Review: Pat Barker's booker prize winning book made for excellent reading with an in depth but readable story of mental health. With some intriguing looks into the decisions the army made, during the first world war, regarding mental health and it's treatment. This book provides a gripping look at a place where the real world meets the imagained and the people on the borderline of both. All in all, a great read, one which will make you want to read the sequels and learn what happens to all the carachters.

Rating: 5 stars
Summary: The Regeneration Trilogy
Review: Pat Barker's magnificent trilogy is not only a profound contribution to our literature on the First World War - it is also one of the most distinguished works of contemporary fiction in any genre. Barker doesn't skirt around the central issues with a po-faced patriotic reverence, but rather tackles them head on: the agonizing contradictions of patriotism and protest; the politics of social and self-surveillance; the homoerotic undertones of trench camaraderie, especially among the war poets; the horrendous physical and psychological costs of war; and the sense of personal duty which drives us, nonetheless, to fight. These are big themes, but Barker's talent is to handle them in a way which makes her novels feel like an easy read. They are accessible, engaging, seemingly simplistic in their style - but in the end profoundly moving in a way which only the highest literature aspires to be. The trick is that she makes her characters so real for us - Prior and Rivers, the consistent protagonists, are completely human. She makes us experience a world-historical incident on a very human scale. Harrowing, intelligent, moving and funny, Barker has crafted a fictional epic that will stay with you forever. Walking through Sydney's Central railway station months after finishing these books, I came across the honour boards listing the hundreds of railway men and women who died in the Great War. Barker's books made the war real for me, made these lives - these deaths - real.
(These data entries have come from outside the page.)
use entry_engine::EntryDecision;

use crate::config::Format;

/// Render decisions for stdout.
///
/// Text output is one line per record; with `explain` each line also carries
/// the matched rule and reason.  JSON output is an array of labels, or of
/// full decisions with `explain`.
pub fn render(decisions: &[EntryDecision], format: Format, explain: bool) -> anyhow::Result<String> {
    match format {
        Format::Text => Ok(decisions
            .iter()
            .map(|d| text_line(d, explain))
            .collect::<Vec<_>>()
            .join("\n")),
        Format::Json if explain => Ok(serde_json::to_string_pretty(decisions)?),
        Format::Json => {
            let labels: Vec<_> = decisions.iter().map(|d| d.disposition).collect();
            Ok(serde_json::to_string(&labels)?)
        }
    }
}

fn text_line(decision: &EntryDecision, explain: bool) -> String {
    if !explain {
        return decision.disposition.to_string();
    }
    format!(
        "{}\t{}\t{}",
        decision.disposition,
        decision.matched_rule.as_deref().unwrap_or("-"),
        decision.reason
    )
}

#[cfg(test)]
mod tests {
    use super::*;
    use entry_engine::Disposition;

    fn decisions() -> Vec<EntryDecision> {
        vec![
            EntryDecision::from_rule(Disposition::Reject, "reject", "missing required fields: from"),
            EntryDecision::accept_default("no rule matched the record"),
        ]
    }

    #[test]
    fn text_labels() {
        assert_eq!(render(&decisions(), Format::Text, false).unwrap(), "Reject\nAccept");
    }

    #[test]
    fn text_explained() {
        assert_eq!(
            render(&decisions(), Format::Text, true).unwrap(),
            "Reject\treject\tmissing required fields: from\nAccept\t-\tno rule matched the record"
        );
    }

    #[test]
    fn json_labels() {
        assert_eq!(
            render(&decisions(), Format::Json, false).unwrap(),
            r#"["Reject","Accept"]"#
        );
    }

    #[test]
    fn json_explained() {
        let out = render(&decisions(), Format::Json, true).unwrap();
        let parsed: Vec<EntryDecision> = serde_json::from_str(&out).unwrap();
        assert_eq!(parsed, decisions());
    }

    #[test]
    fn empty_batch() {
        assert_eq!(render(&[], Format::Text, false).unwrap(), "");
        assert_eq!(render(&[], Format::Json, false).unwrap(), "[]");
    }
}
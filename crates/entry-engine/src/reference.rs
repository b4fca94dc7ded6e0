use std::collections::{HashMap, HashSet};

use serde_json::Value;
use tracing::{debug, warn};

use crate::normalize::normalize;
use crate::schema::{flag_value, Country, WatchEntry};

/// Read-only lookup structures for one decision run.
///
/// Built from the normalized watchlist and country table; rule predicates
/// borrow it and never change it.
#[derive(Debug, Clone, Default)]
pub struct ReferenceIndex {
    countries: HashMap<String, Country>,
    watch_passports: HashSet<String>,
    watch_names: HashSet<String>,
    /// Returned for codes absent from the table.
    unknown: Country,
}

impl ReferenceIndex {
    /// Build the index from a watchlist (a sequence of entries) and a country
    /// table (a mapping keyed by country code, or a sequence of country
    /// objects with a `code` field).
    pub fn build(watchlist: &[Value], countries: &Value) -> Self {
        let mut index = Self::default();

        for raw in watchlist {
            let entry: WatchEntry = serde_json::from_value(normalize(raw)).unwrap_or_default();
            if !entry.passport.is_empty() {
                index.watch_passports.insert(entry.passport.clone());
            }
            if !entry.first_name.is_empty() && !entry.last_name.is_empty() {
                index.watch_names.insert(entry.full_name());
            }
        }

        match countries {
            Value::Object(table) => {
                for (code, raw) in table {
                    index.insert_country(Some(code), raw);
                }
            }
            Value::Array(list) => {
                for raw in list {
                    index.insert_country(None, raw);
                }
            }
            other => {
                warn!(kind = json_kind(other), "country table is neither a mapping nor a list; ignoring it");
            }
        }

        debug!(
            countries = index.countries.len(),
            watch_passports = index.watch_passports.len(),
            watch_names = index.watch_names.len(),
            "built reference index"
        );
        index
    }

    fn insert_country(&mut self, key: Option<&str>, raw: &Value) {
        let mut country: Country = serde_json::from_value(normalize(raw)).unwrap_or_default();
        // Visa flags are booleans; normalization would drop them.
        if let Some(v) = raw_member(raw, "visitor_visa_required") {
            country.visitor_visa_required = flag_value(v);
        }
        if let Some(v) = raw_member(raw, "transit_visa_required") {
            country.transit_visa_required = flag_value(v);
        }
        let code = match key {
            Some(k) => k.to_lowercase(),
            None => country.code.clone(),
        };
        if code.is_empty() {
            warn!("country entry without a code; ignoring it");
            return;
        }
        if country.code.is_empty() {
            country.code = code.clone();
        }
        self.countries.insert(code, country);
    }

    /// Look up a country by normalized code.
    ///
    /// Unknown codes resolve to a country with no advisory and no visa
    /// requirements.
    pub fn country(&self, code: &str) -> &Country {
        self.countries.get(code).unwrap_or_else(|| {
            if !code.is_empty() {
                debug!(code, "country code not in table; using defaults");
            }
            &self.unknown
        })
    }

    pub fn is_watched_passport(&self, passport: &str) -> bool {
        self.watch_passports.contains(passport)
    }

    /// `name` must be in `"first last"` form.
    pub fn is_watched_name(&self, name: &str) -> bool {
        self.watch_names.contains(name)
    }

    pub fn country_count(&self) -> usize {
        self.countries.len()
    }
}

/// Case-insensitive member lookup on an un-normalized mapping.
///
/// An exact lowercase key wins over its case variants, as in [`normalize`].
fn raw_member<'a>(raw: &'a Value, field: &str) -> Option<&'a Value> {
    let map = raw.as_object()?;
    map.get(field).or_else(|| {
        map.iter()
            .find(|(k, _)| k.eq_ignore_ascii_case(field))
            .map(|(_, v)| v)
    })
}

fn json_kind(value: &Value) -> &'static str {
    match value {
        Value::Null => "null",
        Value::Bool(_) => "bool",
        Value::Number(_) => "number",
        Value::String(_) => "string",
        Value::Array(_) => "array",
        Value::Object(_) => "object",
    }
}
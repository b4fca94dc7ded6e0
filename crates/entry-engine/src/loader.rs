use std::io::ErrorKind;
use std::path::{Path, PathBuf};

use serde_json::Value;

use crate::decision::Disposition;
use crate::evaluator::decide;

/// Errors that can occur while reading an input file.
#[derive(Debug, thiserror::Error)]
pub enum LoadError {
    #[error("file not found: {}", .path.display())]
    NotFound { path: PathBuf },

    #[error("failed to read {}: {source}", .path.display())]
    Read {
        path: PathBuf,
        source: std::io::Error,
    },

    #[error("failed to parse {} as JSON: {source}", .path.display())]
    Parse {
        path: PathBuf,
        source: serde_json::Error,
    },

    #[error("{} must hold a JSON {expected}", .path.display())]
    Shape {
        path: PathBuf,
        expected: &'static str,
    },
}

impl LoadError {
    pub fn is_not_found(&self) -> bool {
        matches!(self, Self::NotFound { .. })
    }
}

/// Load a batch of entry records (a JSON list).
pub fn load_entries(path: impl AsRef<Path>) -> Result<Vec<Value>, LoadError> {
    load_list(path.as_ref())
}

/// Load a watchlist (a JSON list of `{first_name, last_name, passport}`).
pub fn load_watchlist(path: impl AsRef<Path>) -> Result<Vec<Value>, LoadError> {
    load_list(path.as_ref())
}

/// Load a country table: a JSON mapping keyed by country code, or a list of
/// country objects.
pub fn load_countries(path: impl AsRef<Path>) -> Result<Value, LoadError> {
    let path = path.as_ref();
    match load_json(path)? {
        v @ (Value::Object(_) | Value::Array(_)) => Ok(v),
        _ => Err(LoadError::Shape {
            path: path.to_path_buf(),
            expected: "object or list",
        }),
    }
}

/// Read all three inputs from disk and decide every entry.
///
/// Files are only read; a missing file surfaces as [`LoadError::NotFound`].
pub fn decide_files(
    entries: impl AsRef<Path>,
    watchlist: impl AsRef<Path>,
    countries: impl AsRef<Path>,
) -> Result<Vec<Disposition>, LoadError> {
    let entries = load_entries(entries)?;
    let watchlist = load_watchlist(watchlist)?;
    let countries = load_countries(countries)?;
    Ok(decide(&entries, &watchlist, &countries))
}

fn load_list(path: &Path) -> Result<Vec<Value>, LoadError> {
    match load_json(path)? {
        Value::Array(items) => Ok(items),
        _ => Err(LoadError::Shape {
            path: path.to_path_buf(),
            expected: "list",
        }),
    }
}

fn load_json(path: &Path) -> Result<Value, LoadError> {
    let contents = std::fs::read_to_string(path).map_err(|source| match source.kind() {
        ErrorKind::NotFound => LoadError::NotFound {
            path: path.to_path_buf(),
        },
        _ => LoadError::Read {
            path: path.to_path_buf(),
            source,
        },
    })?;
    serde_json::from_str(&contents).map_err(|source| LoadError::Parse {
        path: path.to_path_buf(),
        source,
    })
}

#[cfg(test)]
mod tests {
    use super::*;
    use std::io::Write;

    fn file_with(contents: &str) -> tempfile::NamedTempFile {
        let mut f = tempfile::NamedTempFile::new().unwrap();
        f.write_all(contents.as_bytes()).unwrap();
        f
    }

    #[test]
    fn load_list_of_entries() {
        let f = file_with(r#"[{"passport": "A"}, {"passport": "B"}]"#);
        assert_eq!(load_entries(f.path()).unwrap().len(), 2);
    }

    #[test]
    fn countries_may_be_mapping_or_list() {
        let f = file_with(r#"{"KAN": {"code": "KAN"}}"#);
        assert!(load_countries(f.path()).unwrap().is_object());
        let f = file_with(r#"[{"code": "KAN"}]"#);
        assert!(load_countries(f.path()).unwrap().is_array());
    }

    #[test]
    fn missing_file_is_not_found() {
        let err = load_entries("/does/not/exist.json").unwrap_err();
        assert!(err.is_not_found(), "unexpected error: {err}");
        assert!(err.to_string().contains("file not found"));
    }

    #[test]
    fn empty_path_is_not_found() {
        let err = load_watchlist("").unwrap_err();
        assert!(err.is_not_found(), "unexpected error: {err}");
    }

    #[test]
    fn invalid_json_is_a_parse_error() {
        let f = file_with("[{");
        let err = load_entries(f.path()).unwrap_err();
        assert!(matches!(err, LoadError::Parse { .. }), "unexpected error: {err}");
    }

    #[test]
    fn entries_must_be_a_list() {
        let f = file_with(r#"{"passport": "A"}"#);
        let err = load_entries(f.path()).unwrap_err();
        assert!(
            err.to_string().contains("must hold a JSON list"),
            "unexpected error: {err}"
        );
    }

    #[test]
    fn countries_must_not_be_a_scalar() {
        let f = file_with("42");
        let err = load_countries(f.path()).unwrap_err();
        assert!(matches!(err, LoadError::Shape { .. }));
    }
}
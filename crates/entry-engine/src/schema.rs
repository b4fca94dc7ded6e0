use serde::de::DeserializeOwned;
use serde::{Deserialize, Deserializer, Serialize};
use serde_json::Value;

use crate::normalize::normalize;

/// Top-level fields a record must carry, non-empty, to be considered complete.
pub const REQUIRED_FIELDS: [&str; 7] = [
    "passport",
    "first_name",
    "last_name",
    "birth_date",
    "home",
    "entry_reason",
    "from",
];

/// One traveller's entry application, after normalization.
///
/// Textual fields read as `""` when the source omits them or holds something
/// other than a string.  Location and visa sub-objects are `None` unless the
/// source holds a mapping there.
#[derive(Debug, Clone, Default, Serialize, Deserialize, PartialEq)]
#[serde(default)]
pub struct Record {
    #[serde(deserialize_with = "text")]
    pub passport: String,
    #[serde(deserialize_with = "text")]
    pub first_name: String,
    #[serde(deserialize_with = "text")]
    pub last_name: String,
    #[serde(deserialize_with = "text")]
    pub birth_date: String,
    #[serde(deserialize_with = "text")]
    pub entry_reason: String,
    #[serde(deserialize_with = "mapping")]
    pub home: Option<Location>,
    #[serde(deserialize_with = "mapping")]
    pub from: Option<Location>,
    #[serde(deserialize_with = "mapping")]
    pub via: Option<Location>,
    #[serde(deserialize_with = "mapping")]
    pub visa: Option<Visa>,
    /// Required fields found missing or empty when the record was read.
    #[serde(skip)]
    missing: Vec<&'static str>,
}

impl Record {
    /// Normalize a raw record and read it into its typed form.
    ///
    /// Never fails: anything that is not a mapping yields an empty record
    /// with every required field reported missing.
    pub fn from_value(raw: &Value) -> Self {
        let normalized = normalize(raw);
        let missing = REQUIRED_FIELDS
            .iter()
            .copied()
            .filter(|field| !is_filled(normalized.get(field)))
            .collect();
        let mut record: Record = serde_json::from_value(normalized).unwrap_or_default();
        record.missing = missing;
        record
    }

    /// Required fields that were missing or empty.
    pub fn missing_fields(&self) -> &[&'static str] {
        &self.missing
    }

    pub fn is_complete(&self) -> bool {
        self.missing.is_empty()
    }

    pub fn home_country(&self) -> &str {
        country_of(self.home.as_ref())
    }

    pub fn from_country(&self) -> &str {
        country_of(self.from.as_ref())
    }

    pub fn via_country(&self) -> &str {
        country_of(self.via.as_ref())
    }

    /// `"first last"`, the form watchlisted names are stored in.
    pub fn full_name(&self) -> String {
        format!("{} {}", self.first_name, self.last_name)
    }
}

fn country_of(location: Option<&Location>) -> &str {
    location.map_or("", |l| l.country.as_str())
}

/// A field counts as filled when it holds a non-empty string or a non-empty
/// mapping.  After normalization nothing else can be present.
fn is_filled(value: Option<&Value>) -> bool {
    match value {
        Some(Value::String(s)) => !s.is_empty(),
        Some(Value::Object(m)) => !m.is_empty(),
        _ => false,
    }
}

/// A place a traveller lives in, comes from, or passes through.
#[derive(Debug, Clone, Default, Serialize, Deserialize, PartialEq)]
#[serde(default)]
pub struct Location {
    #[serde(deserialize_with = "text")]
    pub country: String,
    #[serde(deserialize_with = "text")]
    pub city: String,
    #[serde(deserialize_with = "text")]
    pub region: String,
}

/// Visa details attached to a record.
#[derive(Debug, Clone, Default, Serialize, Deserialize, PartialEq)]
#[serde(default)]
pub struct Visa {
    #[serde(deserialize_with = "text")]
    pub code: String,
    #[serde(deserialize_with = "text")]
    pub date: String,
}

/// Entry requirements for one country.
#[derive(Debug, Clone, Default, Serialize, Deserialize, PartialEq)]
#[serde(default)]
pub struct Country {
    #[serde(deserialize_with = "text")]
    pub code: String,
    #[serde(deserialize_with = "text")]
    pub name: String,
    #[serde(deserialize_with = "flag")]
    pub visitor_visa_required: bool,
    #[serde(deserialize_with = "flag")]
    pub transit_visa_required: bool,
    /// Empty when the country has no advisory.
    #[serde(deserialize_with = "text")]
    pub medical_advisory: String,
}

impl Country {
    pub fn has_medical_advisory(&self) -> bool {
        !self.medical_advisory.is_empty()
    }
}

/// A watchlist entry: a flagged passport and a flagged name.
#[derive(Debug, Clone, Default, Serialize, Deserialize, PartialEq)]
#[serde(default)]
pub struct WatchEntry {
    #[serde(deserialize_with = "text")]
    pub first_name: String,
    #[serde(deserialize_with = "text")]
    pub last_name: String,
    #[serde(deserialize_with = "text")]
    pub passport: String,
}

impl WatchEntry {
    pub fn full_name(&self) -> String {
        format!("{} {}", self.first_name, self.last_name)
    }
}

// ---------------------------------------------------------------------------
// Lenient field readers used by serde
// ---------------------------------------------------------------------------

/// Read a string, treating any other JSON value as absent.
fn text<'de, D: Deserializer<'de>>(d: D) -> Result<String, D::Error> {
    Ok(match Value::deserialize(d)? {
        Value::String(s) => s,
        _ => String::new(),
    })
}

/// Read a yes/no flag: a JSON boolean, a non-zero number, or text such as
/// `"1"` or `"true"`.
fn flag<'de, D: Deserializer<'de>>(d: D) -> Result<bool, D::Error> {
    Ok(flag_value(&Value::deserialize(d)?))
}

pub(crate) fn flag_value(value: &Value) -> bool {
    match value {
        Value::Bool(b) => *b,
        Value::Number(n) => n.as_f64().is_some_and(|f| f != 0.0),
        Value::String(s) => matches!(s.trim().to_lowercase().as_str(), "1" | "true" | "yes" | "y"),
        _ => false,
    }
}

/// Read a nested mapping, treating any other JSON value as absent.
fn mapping<'de, D, T>(d: D) -> Result<Option<T>, D::Error>
where
    D: Deserializer<'de>,
    T: DeserializeOwned,
{
    Ok(match Value::deserialize(d)? {
        v @ Value::Object(_) => serde_json::from_value(v).ok(),
        _ => None,
    })
}
use std::fmt;

use serde::{Deserialize, Serialize};

/// What the border office does with a traveller.
#[derive(Debug, Clone, Copy, PartialEq, Eq, Hash, Serialize, Deserialize)]
pub enum Disposition {
    /// Hold the traveller for medical screening.
    Quarantine,
    /// Refuse entry.
    Reject,
    /// Send to secondary inspection.
    Secondary,
    /// Admit.
    Accept,
}

impl Disposition {
    pub fn as_str(&self) -> &'static str {
        match self {
            Self::Quarantine => "Quarantine",
            Self::Reject => "Reject",
            Self::Secondary => "Secondary",
            Self::Accept => "Accept",
        }
    }
}

impl fmt::Display for Disposition {
    fn fmt(&self, f: &mut fmt::Formatter<'_>) -> fmt::Result {
        f.write_str(self.as_str())
    }
}

/// The outcome of screening one record.
#[derive(Debug, Clone, PartialEq, Serialize, Deserialize)]
pub struct EntryDecision {
    pub disposition: Disposition,
    /// Name of the rule that matched, if any.
    pub matched_rule: Option<String>,
    /// Human-readable reason explaining the decision.
    pub reason: String,
}

impl EntryDecision {
    /// Convenience constructor for the fall-through accept decision.
    pub fn accept_default(reason: impl Into<String>) -> Self {
        Self {
            disposition: Disposition::Accept,
            matched_rule: None,
            reason: reason.into(),
        }
    }

    /// Decision produced by a named rule.
    pub fn from_rule(
        disposition: Disposition,
        rule: impl Into<String>,
        reason: impl Into<String>,
    ) -> Self {
        Self {
            disposition,
            matched_rule: Some(rule.into()),
            reason: reason.into(),
        }
    }
}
If they do nothing more than that for you, they've succeeded.

Rating: 5 stars
Summary: The best book of the trilogy
Review: Readers who want a fictionalization of Paul Fussell's "The Great War and Modern Memory" should look no further. This slender novel captures the essential cultural impact of World War I--the destruction of sincere discourse. Barker's economical style is ideally suited to the material, although at times I wished she would probe her characters a bit further. While her reticence is fatal to the other two books in the trilogy, it works here, perhaps because Rivers is such a wonderful, complex personality. A haunting experience, and worth every bit of the discomfort it causes.